RECORDS FOR THE TASK START
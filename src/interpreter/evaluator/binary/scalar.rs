use crate::{
    ast::BinaryOperator,
    error::RuntimeError,
    interpreter::{
        evaluator::core::{Context, EvalResult},
        value::core::Value,
    },
};

impl Context {
    /// Evaluates an arithmetic operation between two integers.
    ///
    /// All arithmetic is checked: a result outside the `i64` range is an
    /// `Overflow` error rather than a wrapped value. Division truncates toward
    /// zero.
    ///
    /// # Errors
    /// - `DivisionByZero` when dividing by `0`.
    /// - `Overflow` when the result does not fit in an `i64`.
    ///
    /// # Example
    /// ```
    /// use mexpr::{
    ///     ast::BinaryOperator,
    ///     interpreter::{evaluator::core::Context, value::core::Value},
    /// };
    ///
    /// let result = Context::eval_scalar_op(BinaryOperator::Div, -7, 2, 1);
    /// assert_eq!(result.unwrap(), Value::Integer(-3));
    ///
    /// assert!(Context::eval_scalar_op(BinaryOperator::Div, 1, 0, 1).is_err());
    /// assert!(Context::eval_scalar_op(BinaryOperator::Add, i64::MAX, 1, 1).is_err());
    /// ```
    pub fn eval_scalar_op(op: BinaryOperator, a: i64, b: i64, line: usize) -> EvalResult<Value> {
        use BinaryOperator::{Add, Div, Mul, Sub};

        let result = match op {
            Add => a.checked_add(b),
            Sub => a.checked_sub(b),
            Mul => a.checked_mul(b),
            Div => {
                if b == 0 {
                    return Err(RuntimeError::DivisionByZero { line });
                }
                a.checked_div(b)
            },
            _ => unreachable!(),
        };

        result.map(Value::Integer)
              .ok_or(RuntimeError::Overflow { line })
    }
}
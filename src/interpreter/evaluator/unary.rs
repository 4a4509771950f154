use std::rc::Rc;

use crate::{
    ast::{Expr, UnaryOperator},
    error::RuntimeError,
    interpreter::{
        environment::Environment,
        evaluator::core::{Context, EvalResult},
        value::core::Value,
    },
};

impl Context {
    /// Evaluates a unary operation on a value.
    ///
    /// Negation is defined on integers only and fails loudly on overflow
    /// (`-(-9223372036854775808)`).
    ///
    /// # Example
    /// ```
    /// use mexpr::{
    ///     ast::UnaryOperator,
    ///     interpreter::{evaluator::core::Context, value::core::Value},
    /// };
    ///
    /// let v = Context::eval_unary(UnaryOperator::Negate, &Value::Integer(5), 1).unwrap();
    /// assert_eq!(v, Value::Integer(-5));
    ///
    /// assert!(Context::eval_unary(UnaryOperator::Negate, &Value::from(vec![]), 1).is_err());
    /// ```
    pub fn eval_unary(op: UnaryOperator, value: &Value, line: usize) -> EvalResult<Value> {
        match (op, value) {
            (UnaryOperator::Negate, Value::Integer(n)) => {
                n.checked_neg()
                 .map(Value::Integer)
                 .ok_or(RuntimeError::Overflow { line })
            },
            (op, operand) => {
                Err(RuntimeError::InvalidUnaryOperand { op: op.to_string(),
                                                        operand: operand.describe(),
                                                        line })
            },
        }
    }

    /// Evaluates the operand expression, then applies the operator with
    /// [`Context::eval_unary`].
    pub(crate) fn eval_unary_op(&mut self,
                                op: UnaryOperator,
                                expr: &Expr,
                                line: usize,
                                env: &Rc<Environment>)
                                -> EvalResult<Value> {
        let value = self.eval(expr, env)?;
        Self::eval_unary(op, &value, line)
    }
}
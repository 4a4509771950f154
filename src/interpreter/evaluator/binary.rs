/// Operator dispatch and operand evaluation.
pub mod core;

/// Checked integer arithmetic.
pub mod scalar;

/// Equality and ordering comparisons.
pub mod comparison;

/// Bitwise `&` and `|` tests.
pub mod logic;
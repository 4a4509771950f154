/// Represents all errors that can occur during parsing.
#[derive(Debug, Clone, PartialEq, Eq, thiserror::Error)]
pub enum ParseError {
    /// Found a token that does not fit the grammar at this position.
    #[error("Parse error on line {line}: Unexpected token {token}, expected {expected}.")]
    UnexpectedToken {
        /// The token encountered.
        token:    String,
        /// What the grammar required here.
        expected: &'static str,
        /// The source line where the error occurred.
        line:     usize,
    },
    /// Reached the end of input while a construct was still open.
    #[error("Parse error on line {line}: Unexpected end of input, expected {expected}.")]
    UnexpectedEndOfInput {
        /// What the grammar required here.
        expected: &'static str,
        /// The source line where the error occurred.
        line:     usize,
    },
    /// A definition header lists something other than a bare identifier.
    #[error("Parse error on line {line}: Invalid parameter {token}; parameters must be identifiers. Example: f(x, y) = x + y")]
    InvalidParameter {
        /// The token found in parameter position.
        token: String,
        /// The source line where the error occurred.
        line:  usize,
    },
}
RECORDS FOR THE TASK END
Restate the whole set of entries exactly.

filename src/interpreter/evaluator/binary/scalar.rs
use crate::{
    ast::BinaryOperator,
    error::RuntimeError,
    interpreter::{
        evaluator::core::{Context, EvalResult},
        value::core::Value,
    },
};

impl Context {
    /// Evaluates an arithmetic operation between two integers.
    ///
    /// All arithmetic is checked: a result outside the `i64` range is an
    /// `Overflow` error rather than a wrapped value. Division truncates toward
    /// zero.
    ///
    /// # Errors
    /// - `DivisionByZero` when dividing by `0`.
    /// - `Overflow` when the result does not fit in an `i64`.
    ///
    /// # Example
    /// ```
    /// use mexpr::{
    ///     ast::BinaryOperator,
    ///     interpreter::{evaluator::core::Context, value::core::Value},
    /// };
    ///
    /// let result = Context::eval_scalar_op(BinaryOperator::Div, -7, 2, 1);
    /// assert_eq!(result.unwrap(), Value::Integer(-3));
    ///
    /// assert!(Context::eval_scalar_op(BinaryOperator::Div, 1, 0, 1).is_err());
    /// assert!(Context::eval_scalar_op(BinaryOperator::Add, i64::MAX, 1, 1).is_err());
    /// ```
    pub fn eval_scalar_op(op: BinaryOperator, a: i64, b: i64, line: usize) -> EvalResult<Value> {
        use BinaryOperator::{Add, Div, Mul, Sub};

        let result = match op {
            Add => a.checked_add(b),
            Sub => a.checked_sub(b),
            Mul => a.checked_mul(b),
            Div => {
                if b == 0 {
                    return Err(RuntimeError::DivisionByZero { line });
                }
                a.checked_div(b)
            },
            _ => unreachable!(),
        };

        result.map(Value::Integer)
              .ok_or(RuntimeError::Overflow { line })
    }
}
filename src/interpreter/evaluator/unary.rs
repository 4a4509771950f154
use std::rc::Rc;

use crate::{
    ast::{Expr, UnaryOperator},
    error::RuntimeError,
    interpreter::{
        environment::Environment,
        evaluator::core::{Context, EvalResult},
        value::core::Value,
    },
};

impl Context {
    /// Evaluates a unary operation on a value.
    ///
    /// Negation is defined on integers only and fails loudly on overflow
    /// (`-(-9223372036854775808)`).
    ///
    /// # Example
    /// ```
    /// use mexpr::{
    ///     ast::UnaryOperator,
    ///     interpreter::{evaluator::core::Context, value::core::Value},
    /// };
    ///
    /// let v = Context::eval_unary(UnaryOperator::Negate, &Value::Integer(5), 1).unwrap();
    /// assert_eq!(v, Value::Integer(-5));
    ///
    /// assert!(Context::eval_unary(UnaryOperator::Negate, &Value::from(vec![]), 1).is_err());
    /// ```
    pub fn eval_unary(op: UnaryOperator, value: &Value, line: usize) -> EvalResult<Value> {
        match (op, value) {
            (UnaryOperator::Negate, Value::Integer(n)) => {
                n.checked_neg()
                 .map(Value::Integer)
                 .ok_or(RuntimeError::Overflow { line })
            },
            (op, operand) => {
                Err(RuntimeError::InvalidUnaryOperand { op: op.to_string(),
                                                        operand: operand.describe(),
                                                        line })
            },
        }
    }

    /// Evaluates the operand expression, then applies the operator with
    /// [`Context::eval_unary`].
    pub(crate) fn eval_unary_op(&mut self,
                                op: UnaryOperator,
                                expr: &Expr,
                                line: usize,
                                env: &Rc<Environment>)
                                -> EvalResult<Value> {
        let value = self.eval(expr, env)?;
        Self::eval_unary(op, &value, line)
    }
}
repository 4a4509771950f154
filename src/interpreter/evaluator/binary.rs
/// Operator dispatch and operand evaluation.
pub mod core;

/// Checked integer arithmetic.
pub mod scalar;

/// Equality and ordering comparisons.
pub mod comparison;

/// Bitwise `&` and `|` tests.
pub mod logic;
repository 4a4509771950f154
/// Represents all errors that can occur during parsing.
#[derive(Debug, Clone, PartialEq, Eq, thiserror::Error)]
pub enum ParseError {
    /// Found a token that does not fit the grammar at this position.
    #[error("Parse error on line {line}: Unexpected token {token}, expected {expected}.")]
    UnexpectedToken {
        /// The token encountered.
        token:    String,
        /// What the grammar required here.
        expected: &'static str,
        /// The source line where the error occurred.
        line:     usize,
    },
    /// Reached the end of input while a construct was still open.
    #[error("Parse error on line {line}: Unexpected end of input, expected {expected}.")]
    UnexpectedEndOfInput {
        /// What the grammar required here.
        expected: &'static str,
        /// The source line where the error occurred.
        line:     usize,
    },
    /// A definition header lists something other than a bare identifier.
    #[error("Parse error on line {line}: Invalid parameter {token}; parameters must be identifiers. Example: f(x, y) = x + y")]
    InvalidParameter {
        /// The token found in parameter position.
        token: String,
        /// The source line where the error occurred.
        line:  usize,
    },
}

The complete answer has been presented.